Una settimana drammatica, in cui si impara fino in fondo che cosa sono l’amicizia, la paura, il tradimento, la sofferenza, il martirio, il potere. Per questo la settimana di passione è davvero rivelazione. S’impara realmente di che cosa è capace l’uomo. «Ecce homo», questo è l’uomo.

Eppure proprio nella sera in cui fu tradito, in quella drammatica vigilia di passione, Gesù decide di rimanere tra noi per sempre: «Ecco il mio corpo dato per voi; ecco il mio sangue sparso per voi».
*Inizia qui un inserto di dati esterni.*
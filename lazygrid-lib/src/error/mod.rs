//! Error types

mod validation;
mod viewport;

pub use validation::*;
pub use viewport::*;

/// Errors surfaced by data frames and the wrappers built on them.
///
/// Errors are cheap to clone: a failure that settles an [`AsyncValue`]
/// is handed to every reader of that value.
///
/// [`AsyncValue`]: crate::model::AsyncValue
#[derive(Debug, Clone, PartialEq, thiserror::Error)]
pub enum Error {
    /// The call was rejected at the boundary, before any I/O.
    #[error(transparent)]
    Validation(#[from] ValidationError),

    /// The viewport could not be mapped to a row window.
    #[error(transparent)]
    Viewport(#[from] ViewportError),

    /// The fetch was cancelled, either before it started or while in flight.
    #[error("Fetch cancelled")]
    Cancelled,

    /// The underlying source failed to produce the requested data.
    #[error("Fetch failed: {0}")]
    Fetch(String),
}

impl Error {
    /// Creates a new fetch failure.
    pub fn fetch(message: impl Into<String>) -> Self {
        Self::Fetch(message.into())
    }

    /// Returns `true` if the error means "superseded, ignore".
    pub fn is_cancelled(&self) -> bool {
        matches!(self, Self::Cancelled)
    }

    /// Returns `true` if the call was rejected before any I/O happened.
    pub fn is_validation(&self) -> bool {
        matches!(self, Self::Validation(_) | Self::Viewport(_))
    }

    /// Returns `true` if a later fetch of the same range may succeed.
    pub fn is_retryable(&self) -> bool {
        matches!(self, Self::Fetch(_) | Self::Cancelled)
    }
}
//! Column descriptors and validated headers

use std::collections::HashMap;

use crate::error::ValidationError;

/// Describes one column of a data frame.
#[derive(Debug, Clone, PartialEq, Eq)]
pub struct ColumnDescriptor {
    /// Column name, unique within the frame.
    pub name: String,
    /// Whether the column may appear in an order-by list.
    pub sortable: bool,
}

impl ColumnDescriptor {
    /// Creates a sortable column.
    pub fn new(name: impl Into<String>) -> Self {
        Self {
            name: name.into(),
            sortable: true,
        }
    }

    /// Sets whether the column is sortable.
    pub fn with_sortable(mut self, sortable: bool) -> Self {
        self.sortable = sortable;
        self
    }
}

impl From<&str> for ColumnDescriptor {
    fn from(name: &str) -> Self {
        Self::new(name)
    }
}

impl From<String> for ColumnDescriptor {
    fn from(name: String) -> Self {
        Self::new(name)
    }
}

/// The ordered, duplicate-free header of a data frame.
///
/// Uniqueness is checked once here; lookups afterwards are O(1).
#[derive(Debug, Clone, PartialEq, Eq)]
pub struct Columns {
    descriptors: Vec<ColumnDescriptor>,
    positions: HashMap<String, usize>,
}

impl Columns {
    /// Builds a header, rejecting duplicate names.
    pub fn new<I, C>(descriptors: I) -> Result<Self, ValidationError>
    where
        I: IntoIterator<Item = C>,
        C: Into<ColumnDescriptor>,
    {
        let descriptors: Vec<ColumnDescriptor> = descriptors.into_iter().map(Into::into).collect();
        let mut positions = HashMap::with_capacity(descriptors.len());
        for (index, descriptor) in descriptors.iter().enumerate() {
            if positions.insert(descriptor.name.clone(), index).is_some() {
                return Err(ValidationError::DuplicateColumn {
                    column: descriptor.name.clone(),
                });
            }
        }
        Ok(Self {
            descriptors,
            positions,
        })
    }

    /// Returns the column descriptors in header order.
    pub fn descriptors(&self) -> &[ColumnDescriptor] {
        &self.descriptors
    }

    /// Returns the column names in header order.
    pub fn names(&self) -> impl Iterator<Item = &str> {
        self.descriptors.iter().map(|d| d.name.as_str())
    }

    /// Returns the column names as owned strings.
    pub fn to_names(&self) -> Vec<String> {
        self.names().map(str::to_string).collect()
    }

    /// Returns the position of a column in the header.
    pub fn position(&self, name: &str) -> Option<usize> {
        self.positions.get(name).copied()
    }

    /// Returns the descriptor of a column.
    pub fn get(&self, name: &str) -> Option<&ColumnDescriptor> {
        self.position(name).and_then(|i| self.descriptors.get(i))
    }

    /// Returns `true` if the header contains the column.
    pub fn contains(&self, name: &str) -> bool {
        self.positions.contains_key(name)
    }

    /// Returns the number of columns.
    pub fn len(&self) -> usize {
        self.descriptors.len()
    }

    /// Returns `true` if there are no columns.
    pub fn is_empty(&self) -> bool {
        self.descriptors.is_empty()
    }
}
Fabrizio De André canta che non è del tutto normale un amore così grande, di un uomo che «rantola senza rancore, perdonando con l’ultima voce chi lo uccide fra le braccia di una croce».

UN FATTO – UNA TESTIMONIANZA

Una delle scene più crudeli del film «Alla luce del sole» è quella conclusiva, quando don Pino Puglisi nel giorno del suo compleanno viene colpito a morte e si trova riverso a terra in una pozza di sangue, mentre le finestre si chiudono per non vedere e la gente si allontana frettolosa girando il capo dall’altra parte. Eppure la stessa mafia aveva capito le intenzioni nobilissime del prete quando parlava di dignità, dell’importanza di dare la scuola e un futuro ai ragazzi del Brancaccio.

La solitudine dei grandi può diventare addirittura drammatica. Ma è terribilmente ricorrente nella nostra storia. Diceva Ernesto Balducci: «Un giorno chiederemo a Dio perché gli uomini migliori se ne vanno, mentre ci governano gli uomini peggiori».